Using the records below, filter out every line that lacks "MemoryMatchStore" and copy the rest.

(Exercise inputs):

BEGIN

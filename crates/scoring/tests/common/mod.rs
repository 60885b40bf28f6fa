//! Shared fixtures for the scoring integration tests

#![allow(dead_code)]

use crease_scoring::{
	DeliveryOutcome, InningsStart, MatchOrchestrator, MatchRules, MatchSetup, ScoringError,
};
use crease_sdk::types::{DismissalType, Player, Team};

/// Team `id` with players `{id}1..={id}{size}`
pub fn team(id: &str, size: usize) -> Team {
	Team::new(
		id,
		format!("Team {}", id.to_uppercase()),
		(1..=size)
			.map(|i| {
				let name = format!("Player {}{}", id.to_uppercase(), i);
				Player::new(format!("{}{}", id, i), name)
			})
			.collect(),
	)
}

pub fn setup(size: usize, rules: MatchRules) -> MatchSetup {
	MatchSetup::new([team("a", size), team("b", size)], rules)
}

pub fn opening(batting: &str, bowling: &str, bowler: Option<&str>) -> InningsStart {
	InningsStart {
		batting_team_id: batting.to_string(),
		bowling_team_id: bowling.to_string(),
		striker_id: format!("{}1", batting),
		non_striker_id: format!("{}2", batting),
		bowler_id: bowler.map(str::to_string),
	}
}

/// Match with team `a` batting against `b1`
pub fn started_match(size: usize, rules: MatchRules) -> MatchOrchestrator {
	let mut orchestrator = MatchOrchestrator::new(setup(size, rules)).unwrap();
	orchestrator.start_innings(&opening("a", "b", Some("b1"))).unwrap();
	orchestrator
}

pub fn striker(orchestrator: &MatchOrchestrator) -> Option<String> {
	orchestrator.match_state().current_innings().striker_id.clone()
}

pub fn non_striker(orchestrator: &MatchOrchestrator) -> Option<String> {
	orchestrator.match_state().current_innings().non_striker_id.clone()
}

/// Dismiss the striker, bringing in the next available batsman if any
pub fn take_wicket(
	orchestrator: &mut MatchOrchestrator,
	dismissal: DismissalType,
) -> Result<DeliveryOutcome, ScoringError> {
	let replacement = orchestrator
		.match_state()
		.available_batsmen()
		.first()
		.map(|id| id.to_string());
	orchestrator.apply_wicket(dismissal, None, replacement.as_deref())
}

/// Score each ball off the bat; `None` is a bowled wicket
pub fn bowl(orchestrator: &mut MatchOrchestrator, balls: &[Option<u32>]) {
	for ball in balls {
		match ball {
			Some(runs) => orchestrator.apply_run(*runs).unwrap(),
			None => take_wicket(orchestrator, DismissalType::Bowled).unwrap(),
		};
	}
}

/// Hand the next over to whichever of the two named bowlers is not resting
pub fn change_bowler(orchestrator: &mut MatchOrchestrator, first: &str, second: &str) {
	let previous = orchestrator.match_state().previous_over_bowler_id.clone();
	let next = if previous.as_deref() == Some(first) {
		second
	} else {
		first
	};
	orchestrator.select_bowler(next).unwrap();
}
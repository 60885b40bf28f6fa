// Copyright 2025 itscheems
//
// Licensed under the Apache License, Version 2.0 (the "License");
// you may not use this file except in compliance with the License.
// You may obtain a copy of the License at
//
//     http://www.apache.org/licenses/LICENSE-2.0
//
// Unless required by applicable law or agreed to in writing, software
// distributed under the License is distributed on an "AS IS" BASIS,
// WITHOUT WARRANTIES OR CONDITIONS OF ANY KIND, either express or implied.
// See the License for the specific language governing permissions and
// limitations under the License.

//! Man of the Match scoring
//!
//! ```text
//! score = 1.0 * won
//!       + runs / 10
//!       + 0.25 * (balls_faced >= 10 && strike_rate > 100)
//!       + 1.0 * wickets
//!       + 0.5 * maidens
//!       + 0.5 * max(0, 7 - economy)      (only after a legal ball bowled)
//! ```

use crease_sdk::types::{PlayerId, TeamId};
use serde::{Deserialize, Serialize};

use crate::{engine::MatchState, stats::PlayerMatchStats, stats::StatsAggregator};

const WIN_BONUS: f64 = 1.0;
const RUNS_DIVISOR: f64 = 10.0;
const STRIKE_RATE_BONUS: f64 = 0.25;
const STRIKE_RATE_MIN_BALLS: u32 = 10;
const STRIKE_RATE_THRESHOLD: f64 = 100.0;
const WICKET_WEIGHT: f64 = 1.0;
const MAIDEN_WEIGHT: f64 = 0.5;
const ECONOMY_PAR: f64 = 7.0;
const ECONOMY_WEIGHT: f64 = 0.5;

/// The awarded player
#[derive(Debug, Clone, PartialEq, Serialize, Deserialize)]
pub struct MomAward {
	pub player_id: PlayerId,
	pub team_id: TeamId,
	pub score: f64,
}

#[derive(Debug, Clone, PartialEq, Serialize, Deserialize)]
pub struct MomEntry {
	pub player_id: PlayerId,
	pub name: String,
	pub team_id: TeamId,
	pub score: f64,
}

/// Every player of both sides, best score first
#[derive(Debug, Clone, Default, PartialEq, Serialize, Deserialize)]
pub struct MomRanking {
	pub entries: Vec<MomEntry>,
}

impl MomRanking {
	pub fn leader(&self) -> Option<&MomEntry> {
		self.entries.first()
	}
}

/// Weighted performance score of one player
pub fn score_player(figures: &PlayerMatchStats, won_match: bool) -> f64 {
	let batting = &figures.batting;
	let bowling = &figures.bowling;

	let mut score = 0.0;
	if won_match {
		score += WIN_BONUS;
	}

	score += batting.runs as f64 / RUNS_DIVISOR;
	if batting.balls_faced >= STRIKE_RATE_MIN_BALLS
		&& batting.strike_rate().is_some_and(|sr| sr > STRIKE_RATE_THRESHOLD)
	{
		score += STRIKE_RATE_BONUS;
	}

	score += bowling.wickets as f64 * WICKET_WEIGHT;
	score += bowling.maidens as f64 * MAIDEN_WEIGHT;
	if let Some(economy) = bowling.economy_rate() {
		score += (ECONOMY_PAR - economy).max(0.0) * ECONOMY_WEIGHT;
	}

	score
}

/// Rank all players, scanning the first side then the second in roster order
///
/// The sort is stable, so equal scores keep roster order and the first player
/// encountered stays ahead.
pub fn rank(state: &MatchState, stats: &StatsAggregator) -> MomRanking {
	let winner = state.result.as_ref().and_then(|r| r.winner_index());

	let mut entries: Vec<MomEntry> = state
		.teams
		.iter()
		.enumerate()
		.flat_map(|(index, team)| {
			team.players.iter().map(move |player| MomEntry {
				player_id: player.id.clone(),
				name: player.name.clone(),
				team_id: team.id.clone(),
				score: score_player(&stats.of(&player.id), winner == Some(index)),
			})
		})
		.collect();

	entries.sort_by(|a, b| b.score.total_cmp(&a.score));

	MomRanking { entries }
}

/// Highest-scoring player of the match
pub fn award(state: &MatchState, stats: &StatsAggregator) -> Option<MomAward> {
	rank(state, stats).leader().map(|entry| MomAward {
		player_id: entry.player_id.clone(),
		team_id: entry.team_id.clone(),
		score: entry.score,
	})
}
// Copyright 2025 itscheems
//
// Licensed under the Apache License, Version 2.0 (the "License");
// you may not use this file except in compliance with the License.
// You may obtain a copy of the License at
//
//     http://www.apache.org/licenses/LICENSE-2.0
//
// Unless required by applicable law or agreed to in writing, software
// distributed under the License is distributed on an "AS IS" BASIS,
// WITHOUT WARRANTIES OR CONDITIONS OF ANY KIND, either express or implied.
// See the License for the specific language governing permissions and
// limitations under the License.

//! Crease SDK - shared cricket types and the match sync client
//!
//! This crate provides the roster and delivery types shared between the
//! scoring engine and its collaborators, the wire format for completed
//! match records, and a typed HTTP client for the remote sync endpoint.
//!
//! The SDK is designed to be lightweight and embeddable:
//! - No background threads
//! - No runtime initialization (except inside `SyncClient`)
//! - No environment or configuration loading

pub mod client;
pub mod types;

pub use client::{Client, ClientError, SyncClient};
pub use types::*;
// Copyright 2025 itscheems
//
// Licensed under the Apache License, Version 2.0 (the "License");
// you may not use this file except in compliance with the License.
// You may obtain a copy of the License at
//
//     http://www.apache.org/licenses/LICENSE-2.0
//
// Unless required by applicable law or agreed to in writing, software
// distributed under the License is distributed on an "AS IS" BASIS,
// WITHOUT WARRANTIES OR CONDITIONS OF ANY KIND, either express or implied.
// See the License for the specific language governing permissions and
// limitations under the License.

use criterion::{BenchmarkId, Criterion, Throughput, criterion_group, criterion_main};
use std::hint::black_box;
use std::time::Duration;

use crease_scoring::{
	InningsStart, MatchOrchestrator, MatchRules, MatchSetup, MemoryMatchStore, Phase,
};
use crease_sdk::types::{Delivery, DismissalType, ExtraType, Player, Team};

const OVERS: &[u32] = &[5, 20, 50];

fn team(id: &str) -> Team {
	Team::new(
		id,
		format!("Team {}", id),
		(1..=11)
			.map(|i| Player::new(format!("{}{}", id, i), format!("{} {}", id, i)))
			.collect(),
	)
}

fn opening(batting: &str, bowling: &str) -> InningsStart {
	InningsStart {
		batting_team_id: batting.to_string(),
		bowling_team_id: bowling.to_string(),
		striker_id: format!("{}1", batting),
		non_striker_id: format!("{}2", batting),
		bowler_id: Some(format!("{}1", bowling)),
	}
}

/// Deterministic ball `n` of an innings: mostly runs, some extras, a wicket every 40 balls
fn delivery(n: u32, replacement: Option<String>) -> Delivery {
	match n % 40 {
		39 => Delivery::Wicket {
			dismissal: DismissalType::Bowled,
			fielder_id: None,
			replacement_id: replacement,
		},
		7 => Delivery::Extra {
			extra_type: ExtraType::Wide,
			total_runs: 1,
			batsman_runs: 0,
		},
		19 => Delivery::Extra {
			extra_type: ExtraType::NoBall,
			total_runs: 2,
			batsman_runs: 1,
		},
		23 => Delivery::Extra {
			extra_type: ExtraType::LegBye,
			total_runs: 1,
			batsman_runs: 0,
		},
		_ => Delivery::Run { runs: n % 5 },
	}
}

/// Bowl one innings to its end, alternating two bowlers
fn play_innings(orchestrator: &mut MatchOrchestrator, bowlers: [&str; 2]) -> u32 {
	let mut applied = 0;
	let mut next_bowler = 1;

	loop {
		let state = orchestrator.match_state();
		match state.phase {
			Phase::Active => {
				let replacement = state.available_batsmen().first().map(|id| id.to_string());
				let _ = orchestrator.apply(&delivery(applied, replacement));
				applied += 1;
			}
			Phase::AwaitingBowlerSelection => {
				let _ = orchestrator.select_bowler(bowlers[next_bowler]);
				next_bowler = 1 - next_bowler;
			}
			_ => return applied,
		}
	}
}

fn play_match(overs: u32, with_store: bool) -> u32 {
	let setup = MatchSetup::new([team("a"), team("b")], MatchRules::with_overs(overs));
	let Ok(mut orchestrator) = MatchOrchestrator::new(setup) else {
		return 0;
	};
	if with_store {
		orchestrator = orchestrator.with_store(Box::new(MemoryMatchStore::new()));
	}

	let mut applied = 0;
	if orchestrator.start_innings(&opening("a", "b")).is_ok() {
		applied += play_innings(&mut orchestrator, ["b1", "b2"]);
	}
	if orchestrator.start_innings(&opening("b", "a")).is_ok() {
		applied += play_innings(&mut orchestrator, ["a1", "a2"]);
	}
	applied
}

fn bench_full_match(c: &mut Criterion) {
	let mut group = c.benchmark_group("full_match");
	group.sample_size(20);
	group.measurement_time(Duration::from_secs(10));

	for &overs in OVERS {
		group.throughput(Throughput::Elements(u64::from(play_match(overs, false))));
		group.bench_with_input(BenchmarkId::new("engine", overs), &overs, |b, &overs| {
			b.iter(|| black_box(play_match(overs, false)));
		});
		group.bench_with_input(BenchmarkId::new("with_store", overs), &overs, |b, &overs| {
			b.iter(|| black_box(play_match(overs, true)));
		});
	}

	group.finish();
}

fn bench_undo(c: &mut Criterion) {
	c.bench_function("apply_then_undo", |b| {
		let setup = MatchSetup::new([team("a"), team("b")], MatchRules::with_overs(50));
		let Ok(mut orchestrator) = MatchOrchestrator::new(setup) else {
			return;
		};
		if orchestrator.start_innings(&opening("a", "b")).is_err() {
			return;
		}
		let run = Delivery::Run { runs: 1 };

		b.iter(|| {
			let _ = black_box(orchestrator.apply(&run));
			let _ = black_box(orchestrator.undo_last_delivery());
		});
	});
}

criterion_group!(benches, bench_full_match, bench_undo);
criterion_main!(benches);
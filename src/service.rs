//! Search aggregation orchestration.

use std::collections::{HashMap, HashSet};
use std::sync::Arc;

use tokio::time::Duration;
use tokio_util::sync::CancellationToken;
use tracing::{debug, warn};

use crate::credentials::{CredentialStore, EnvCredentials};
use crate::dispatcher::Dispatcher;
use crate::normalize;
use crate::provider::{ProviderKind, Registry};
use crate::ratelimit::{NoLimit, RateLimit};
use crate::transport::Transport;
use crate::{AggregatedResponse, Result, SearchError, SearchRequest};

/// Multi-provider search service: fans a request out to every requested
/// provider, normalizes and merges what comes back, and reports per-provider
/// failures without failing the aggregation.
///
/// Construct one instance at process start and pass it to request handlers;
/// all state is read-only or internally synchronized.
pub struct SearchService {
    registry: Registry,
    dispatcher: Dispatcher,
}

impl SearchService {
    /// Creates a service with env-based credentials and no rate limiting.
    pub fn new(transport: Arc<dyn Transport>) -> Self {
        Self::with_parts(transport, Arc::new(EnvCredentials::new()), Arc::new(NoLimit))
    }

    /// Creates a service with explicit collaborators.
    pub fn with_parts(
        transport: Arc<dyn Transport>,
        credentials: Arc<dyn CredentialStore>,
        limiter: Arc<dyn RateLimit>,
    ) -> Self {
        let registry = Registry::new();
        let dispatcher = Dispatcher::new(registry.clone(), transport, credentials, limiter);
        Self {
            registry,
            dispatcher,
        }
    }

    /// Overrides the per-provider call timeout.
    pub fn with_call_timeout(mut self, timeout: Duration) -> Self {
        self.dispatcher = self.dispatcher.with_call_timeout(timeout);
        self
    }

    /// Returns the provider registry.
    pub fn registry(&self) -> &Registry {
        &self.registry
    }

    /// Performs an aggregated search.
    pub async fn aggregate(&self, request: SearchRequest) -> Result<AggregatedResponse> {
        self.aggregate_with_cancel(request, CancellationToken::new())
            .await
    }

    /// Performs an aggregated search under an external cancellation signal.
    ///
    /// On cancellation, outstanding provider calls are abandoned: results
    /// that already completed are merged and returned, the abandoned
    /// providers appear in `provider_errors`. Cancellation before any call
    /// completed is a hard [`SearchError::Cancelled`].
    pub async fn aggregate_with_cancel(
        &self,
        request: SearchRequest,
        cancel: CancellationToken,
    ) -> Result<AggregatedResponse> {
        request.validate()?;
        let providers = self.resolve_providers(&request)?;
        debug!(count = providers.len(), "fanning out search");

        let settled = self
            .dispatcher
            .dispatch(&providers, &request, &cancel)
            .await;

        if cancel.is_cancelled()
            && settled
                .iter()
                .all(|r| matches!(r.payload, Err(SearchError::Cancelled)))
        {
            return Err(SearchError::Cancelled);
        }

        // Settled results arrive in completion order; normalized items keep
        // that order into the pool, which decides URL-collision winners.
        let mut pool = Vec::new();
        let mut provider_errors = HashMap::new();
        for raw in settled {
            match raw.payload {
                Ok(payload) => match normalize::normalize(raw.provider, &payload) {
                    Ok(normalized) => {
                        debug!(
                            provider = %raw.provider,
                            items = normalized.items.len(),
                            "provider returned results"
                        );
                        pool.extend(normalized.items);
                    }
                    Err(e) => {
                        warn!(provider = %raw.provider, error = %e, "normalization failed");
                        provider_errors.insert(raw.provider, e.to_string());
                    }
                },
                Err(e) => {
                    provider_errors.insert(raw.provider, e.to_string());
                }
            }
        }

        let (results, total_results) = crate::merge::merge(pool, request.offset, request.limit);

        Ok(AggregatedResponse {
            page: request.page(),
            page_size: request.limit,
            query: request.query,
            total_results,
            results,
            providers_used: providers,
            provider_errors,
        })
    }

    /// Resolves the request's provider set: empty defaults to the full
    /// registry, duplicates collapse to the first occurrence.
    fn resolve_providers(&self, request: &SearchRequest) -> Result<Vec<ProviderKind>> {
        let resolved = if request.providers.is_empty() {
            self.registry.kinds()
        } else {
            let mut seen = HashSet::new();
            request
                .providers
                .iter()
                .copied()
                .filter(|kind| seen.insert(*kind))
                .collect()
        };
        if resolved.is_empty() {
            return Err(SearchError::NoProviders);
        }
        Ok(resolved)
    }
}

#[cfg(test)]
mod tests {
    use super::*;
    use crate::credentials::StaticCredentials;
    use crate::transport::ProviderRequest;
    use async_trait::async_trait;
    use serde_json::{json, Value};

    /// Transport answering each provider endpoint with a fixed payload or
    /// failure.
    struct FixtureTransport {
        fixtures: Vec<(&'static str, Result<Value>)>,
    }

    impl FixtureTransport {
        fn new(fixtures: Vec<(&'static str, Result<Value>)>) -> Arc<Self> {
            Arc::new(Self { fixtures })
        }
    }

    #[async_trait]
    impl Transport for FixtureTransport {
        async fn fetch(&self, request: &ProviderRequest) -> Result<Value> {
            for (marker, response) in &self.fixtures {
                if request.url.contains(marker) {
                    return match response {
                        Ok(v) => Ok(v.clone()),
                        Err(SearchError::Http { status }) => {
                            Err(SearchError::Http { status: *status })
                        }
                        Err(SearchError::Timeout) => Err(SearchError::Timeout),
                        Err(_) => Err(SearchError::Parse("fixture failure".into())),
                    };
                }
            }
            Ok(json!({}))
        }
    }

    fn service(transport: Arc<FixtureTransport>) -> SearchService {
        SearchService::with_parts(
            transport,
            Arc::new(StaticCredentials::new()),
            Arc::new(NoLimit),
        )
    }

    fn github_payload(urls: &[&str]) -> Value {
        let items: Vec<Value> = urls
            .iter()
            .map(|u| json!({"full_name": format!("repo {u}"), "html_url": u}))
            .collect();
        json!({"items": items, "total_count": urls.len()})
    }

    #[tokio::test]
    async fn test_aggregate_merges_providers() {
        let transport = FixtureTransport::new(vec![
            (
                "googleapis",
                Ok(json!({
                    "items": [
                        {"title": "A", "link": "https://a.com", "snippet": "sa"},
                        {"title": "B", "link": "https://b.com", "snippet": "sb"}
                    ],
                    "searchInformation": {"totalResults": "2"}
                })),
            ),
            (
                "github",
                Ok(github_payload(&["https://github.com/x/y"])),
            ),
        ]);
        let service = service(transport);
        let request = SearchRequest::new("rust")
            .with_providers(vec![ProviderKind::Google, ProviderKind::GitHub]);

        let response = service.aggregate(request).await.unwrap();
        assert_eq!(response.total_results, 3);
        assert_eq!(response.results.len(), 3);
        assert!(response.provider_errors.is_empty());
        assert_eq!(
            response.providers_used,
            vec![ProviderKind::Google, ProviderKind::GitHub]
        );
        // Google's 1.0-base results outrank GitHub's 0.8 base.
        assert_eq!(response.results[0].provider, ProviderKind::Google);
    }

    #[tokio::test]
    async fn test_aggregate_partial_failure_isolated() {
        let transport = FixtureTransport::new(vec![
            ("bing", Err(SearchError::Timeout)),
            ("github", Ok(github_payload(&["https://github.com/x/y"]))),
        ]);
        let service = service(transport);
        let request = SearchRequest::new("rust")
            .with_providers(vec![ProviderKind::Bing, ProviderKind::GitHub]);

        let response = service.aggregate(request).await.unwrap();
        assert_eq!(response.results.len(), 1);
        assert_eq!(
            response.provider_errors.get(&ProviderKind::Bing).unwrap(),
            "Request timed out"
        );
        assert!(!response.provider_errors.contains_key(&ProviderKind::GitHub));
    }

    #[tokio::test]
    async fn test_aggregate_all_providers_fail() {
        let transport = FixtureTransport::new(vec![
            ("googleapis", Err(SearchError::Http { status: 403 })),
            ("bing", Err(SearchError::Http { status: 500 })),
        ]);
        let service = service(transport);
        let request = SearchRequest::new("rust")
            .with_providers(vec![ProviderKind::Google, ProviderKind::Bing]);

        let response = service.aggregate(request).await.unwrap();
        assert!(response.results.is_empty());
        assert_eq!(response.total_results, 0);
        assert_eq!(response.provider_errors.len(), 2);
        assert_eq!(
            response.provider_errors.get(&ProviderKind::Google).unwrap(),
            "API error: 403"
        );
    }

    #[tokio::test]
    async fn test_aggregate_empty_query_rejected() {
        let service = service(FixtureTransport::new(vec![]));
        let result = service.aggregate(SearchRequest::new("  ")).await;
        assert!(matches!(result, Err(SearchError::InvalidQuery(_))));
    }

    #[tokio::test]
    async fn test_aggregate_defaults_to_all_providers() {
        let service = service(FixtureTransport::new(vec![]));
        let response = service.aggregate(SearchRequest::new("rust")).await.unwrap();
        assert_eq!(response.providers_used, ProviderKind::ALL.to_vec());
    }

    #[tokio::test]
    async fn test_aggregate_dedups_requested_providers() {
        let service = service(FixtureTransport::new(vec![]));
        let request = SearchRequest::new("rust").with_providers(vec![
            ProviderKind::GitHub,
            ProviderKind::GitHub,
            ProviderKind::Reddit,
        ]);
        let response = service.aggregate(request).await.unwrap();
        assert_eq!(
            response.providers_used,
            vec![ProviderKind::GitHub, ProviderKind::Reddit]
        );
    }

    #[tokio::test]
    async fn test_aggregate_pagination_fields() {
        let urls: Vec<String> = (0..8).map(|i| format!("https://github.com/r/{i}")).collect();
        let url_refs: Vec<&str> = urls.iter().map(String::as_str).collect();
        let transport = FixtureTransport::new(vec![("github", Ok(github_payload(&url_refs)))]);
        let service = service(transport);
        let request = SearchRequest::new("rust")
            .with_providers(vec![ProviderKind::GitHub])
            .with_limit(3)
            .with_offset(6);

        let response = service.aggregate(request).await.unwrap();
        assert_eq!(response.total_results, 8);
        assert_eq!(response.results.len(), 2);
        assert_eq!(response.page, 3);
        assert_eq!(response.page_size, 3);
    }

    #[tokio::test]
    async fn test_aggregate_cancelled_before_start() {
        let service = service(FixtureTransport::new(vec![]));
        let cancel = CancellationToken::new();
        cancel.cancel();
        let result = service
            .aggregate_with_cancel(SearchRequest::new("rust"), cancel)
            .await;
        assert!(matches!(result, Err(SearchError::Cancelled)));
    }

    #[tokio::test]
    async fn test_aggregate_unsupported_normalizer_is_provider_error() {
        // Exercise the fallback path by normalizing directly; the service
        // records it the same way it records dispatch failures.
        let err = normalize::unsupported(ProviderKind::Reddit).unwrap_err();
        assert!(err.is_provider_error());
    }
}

END

(Exercise output):
	InningsStart, MatchOrchestrator, MatchRules, MatchSetup, MemoryMatchStore, Phase,
		orchestrator = orchestrator.with_store(Box::new(MemoryMatchStore::new()));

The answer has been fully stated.